How are these two invocations different?

∥☆過路亽.° 提交于 2019-12-11 17:56:53

问题


I'm trying to modify a combo box on my WinForms application, and I'm getting some strange behavior. I'm trying two methods:

Here is the method I need to invoke:

private void modifyCombo(ClassInfoHolder oldClass, ClassInfoHolder newClass) {
    this.monitoredComboBox.Items[monitoredComboBox.Items.IndexOf(oldClass)] = newClass;
}

I'm trying two different ways to invoke this method from the GUI thread. This one works:

delegate void modifyComboCollection(ClassInfoHolder oldClass, ClassInfoHolder newClass);

private void modifySecondTabComboBox(ClassInfoHolder oldClass, ClassInfoHolder newClass) {
    if (monitoredComboBox.InvokeRequired) {
        modifyComboCollection m = new modifyComboCollection(modifyCombo);
        this.BeginInvoke(m, oldClass, newClass);
    } else {
        // no need for Invoke
        modifyCombo(oldClass, newClass);
    }
}

And this throws a TargetInvocationException:

this.BeginInvoke(new Action(() => {
    modifyCombo(oldClass, newClass);
}));

I'd prefer to use the second because it's much clearer, but I'm not entirely sure why it throws an error when the first example works just fine.

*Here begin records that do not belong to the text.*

//! Hero construction, purse, inventory and progression

use super::{Character, HeroState, Item, Role, Weapon};
use crate::consts::{
    HERO_ARMOR, HERO_CRIT, HERO_EVADE, HERO_FIRST_THRESHOLD, LEVEL_UP_HEALTH, LEVEL_UP_STAT,
    PLAYER_START,
};
use crate::errors::EntityError;
use crate::map::Position;

/// One level gained
#[derive(Debug, Clone, Copy, PartialEq, Eq)]
pub struct LevelUp {
    pub level: u32,
    pub health_max: i32,
    /// Experience needed for the following level
    pub next_threshold: u32,
}

impl Character {
    /// A fresh hero at the start position, fighting bare-handed
    pub fn new_hero(name: &str, health: i32) -> Character {
        let (row, col) = PLAYER_START;
        Character::new(
            name,
            health,
            Weapon::fists(),
            HERO_EVADE,
            HERO_CRIT,
            HERO_ARMOR,
            Role::Hero(HeroState {
                cashpile: 0,
                items: Vec::new(),
                equipment: Vec::new(),
                pos: Position::new(row, col),
                level: 1,
                experience: 0,
                experience_to_next_level: HERO_FIRST_THRESHOLD,
            }),
        )
    }

    fn require_hero(&mut self) -> Result<&mut HeroState, EntityError> {
        self.hero_state_mut().ok_or(EntityError::NotAHero)
    }

    /// Add experience and level up as many times as it pays for.
    ///
    /// Each level costs the current threshold, grows the next threshold by
    /// half, adds max health (fully healing) and one point of evade, crit and
    /// armor.
    pub fn gain_experience(&mut self, amount: u32) -> Result<Vec<LevelUp>, EntityError> {
        self.require_hero()?.experience += amount;

        let mut gained = Vec::new();
        loop {
            let state = self.require_hero()?;
            if state.experience < state.experience_to_next_level {
                break;
            }
            state.experience -= state.experience_to_next_level;
            state.level += 1;
            state.experience_to_next_level = state.experience_to_next_level * 3 / 2;
            let level = state.level;
            let next_threshold = state.experience_to_next_level;

            self.health_max += LEVEL_UP_HEALTH;
            self.health = self.health_max;
            self.evade_ch += LEVEL_UP_STAT;
            self.crit_ch += LEVEL_UP_STAT;
            self.armor += LEVEL_UP_STAT;

            log::info!("{} reached level {}", self.name, level);
            gained.push(LevelUp {
                level,
                health_max: self.health_max,
                next_threshold,
            });
        }
        Ok(gained)
    }

    /// Equip `weapon`, scrapping the old one. Returns the gold received.
    pub fn equip_weapon(&mut self, weapon: Weapon) -> Result<u32, EntityError> {
        let scrap = self.weapon.value;
        self.require_hero()?.cashpile += scrap;
        self.weapon = weapon;
        Ok(scrap)
    }

    pub fn add_gold(&mut self, amount: u32) -> Result<u32, EntityError> {
        let state = self.require_hero()?;
        state.cashpile += amount;
        Ok(state.cashpile)
    }

    /// Take `amount` from the purse if there is enough
    pub fn spend_gold(&mut self, amount: u32) -> Result<bool, EntityError> {
        let state = self.require_hero()?;
        if state.cashpile < amount {
            return Ok(false);
        }
        state.cashpile -= amount;
        Ok(true)
    }

    pub fn add_item(&mut self, item: Item) -> Result<(), EntityError> {
        self.require_hero()?.items.push(item);
        Ok(())
    }

    /// Hero's purse, 0 for anyone else
    pub fn cashpile(&self) -> u32 {
        self.hero_state().map_or(0, |state| state.cashpile)
    }

    pub fn items(&self) -> &[Item] {
        self.hero_state()
            .map(|state| state.items.as_slice())
            .unwrap_or_default()
    }

    pub fn full_heal(&mut self) {
        self.health = self.health_max;
    }
}
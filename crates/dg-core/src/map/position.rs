//! Grid coordinates and movement directions
//!
//! The grid is addressed as (row, col) with the origin at the top-left.

use core::fmt;

use serde::{Deserialize, Serialize};
use strum::{Display, EnumIter, EnumString};

/// Position on the map
#[derive(Debug, Clone, Copy, Default, PartialEq, Eq, Hash, Serialize, Deserialize)]
pub struct Position {
    pub row: usize,
    pub col: usize,
}

impl Position {
    pub const fn new(row: usize, col: usize) -> Self {
        Self { row, col }
    }

    /// Neighbouring position, `None` when stepping off the top or left edge
    pub fn step(&self, direction: Direction) -> Option<Position> {
        let (dr, dc) = direction.delta();
        Some(Position {
            row: self.row.checked_add_signed(dr)?,
            col: self.col.checked_add_signed(dc)?,
        })
    }

    /// Manhattan distance
    pub fn distance(&self, other: &Position) -> usize {
        self.row.abs_diff(other.row) + self.col.abs_diff(other.col)
    }
}

impl From<(usize, usize)> for Position {
    fn from((row, col): (usize, usize)) -> Self {
        Self { row, col }
    }
}

impl fmt::Display for Position {
    fn fmt(&self, f: &mut fmt::Formatter<'_>) -> fmt::Result {
        write!(f, "({}, {})", self.row, self.col)
    }
}

/// The four cardinal steps
#[derive(
    Debug, Clone, Copy, PartialEq, Eq, Hash, Serialize, Deserialize, Display, EnumIter, EnumString,
)]
#[strum(serialize_all = "lowercase", ascii_case_insensitive)]
pub enum Direction {
    North,
    South,
    West,
    East,
}

impl Direction {
    /// All four directions, in the order the generator samples them
    pub const ALL: [Direction; 4] = [
        Direction::East,
        Direction::South,
        Direction::West,
        Direction::North,
    ];

    /// (row delta, col delta)
    pub const fn delta(&self) -> (isize, isize) {
        match self {
            Direction::North => (-1, 0),
            Direction::South => (1, 0),
            Direction::West => (0, -1),
            Direction::East => (0, 1),
        }
    }
}
//! Village services: resting, the weapon smith and the item shop

use crate::entity::{
    Character, Item, ItemTier, Tier, Weapon, generate_cure, generate_throwable, generate_weapon,
};
use crate::errors::{CombatError, EntityError, SessionError};
use crate::rng::RandomSource;

/// Weapons stocked per tier (low, mid, high)
const WEAPON_STOCK: [(Tier, usize); 3] = [(Tier::Low, 5), (Tier::Mid, 4), (Tier::High, 2)];

/// Heal the hero to full
pub fn rest(hero: &mut Character) {
    hero.full_heal();
    log::debug!("{} rested", hero.name);
}

/// A village's wares, rolled when the hero walks in
#[derive(Debug, Clone, PartialEq, Eq)]
pub struct Shop {
    weapons: Vec<Weapon>,
    items: Vec<Item>,
}

impl Shop {
    pub fn stock<R: RandomSource + ?Sized>(rng: &mut R) -> Result<Shop, EntityError> {
        let mut weapons = Vec::new();
        for (tier, count) in WEAPON_STOCK {
            for _ in 0..count {
                weapons.push(generate_weapon(tier, 0, rng)?);
            }
        }
        let items = vec![
            generate_cure(ItemTier::Small),
            generate_cure(ItemTier::Mids),
            generate_cure(ItemTier::Midh),
            generate_throwable(ItemTier::Small),
            generate_throwable(ItemTier::Mids),
        ];
        Ok(Shop { weapons, items })
    }

    pub fn weapons(&self) -> &[Weapon] {
        &self.weapons
    }

    pub fn items(&self) -> &[Item] {
        &self.items
    }

    fn charge(hero: &mut Character, price: u32) -> Result<(), SessionError> {
        if !hero.spend_gold(price)? {
            return Err(SessionError::InsufficientFunds {
                price,
                cashpile: hero.cashpile(),
            });
        }
        Ok(())
    }

    /// Buy and equip weapon `index`, scrapping the old one. The weapon
    /// leaves the stock.
    pub fn buy_weapon(
        &mut self,
        hero: &mut Character,
        index: usize,
    ) -> Result<Weapon, SessionError> {
        let len = self.weapons.len();
        let price = self
            .weapons
            .get(index)
            .ok_or(CombatError::InvalidSelection { index, len })?
            .value;
        Self::charge(hero, price)?;
        let weapon = self.weapons.remove(index);
        hero.equip_weapon(weapon.clone())?;
        log::info!("{} bought {} for {} gold", hero.name, weapon.name, price);
        Ok(weapon)
    }

    /// Buy item `index` into the inventory. Items never run out.
    pub fn buy_item(&self, hero: &mut Character, index: usize) -> Result<Item, SessionError> {
        let item = self.items.get(index).ok_or(CombatError::InvalidSelection {
            index,
            len: self.items.len(),
        })?;
        Self::charge(hero, item.value)?;
        hero.add_item(item.clone())?;
        Ok(item.clone())
    }
}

The first example calls the modifyCombo method and correctly returns the IndexOf of the object. The second example is returned -1 from IndexOf.

Edit: Here is a pastebin link of the stacktrace. http://pastebin.com/TwfUDw4u


回答1:


this.BeginInvoke(m, new[] {oldClass, newClass});

BTW. Good practice is to test if (this.IsHandleCreated && !this.IsDisposed) before use Invoke.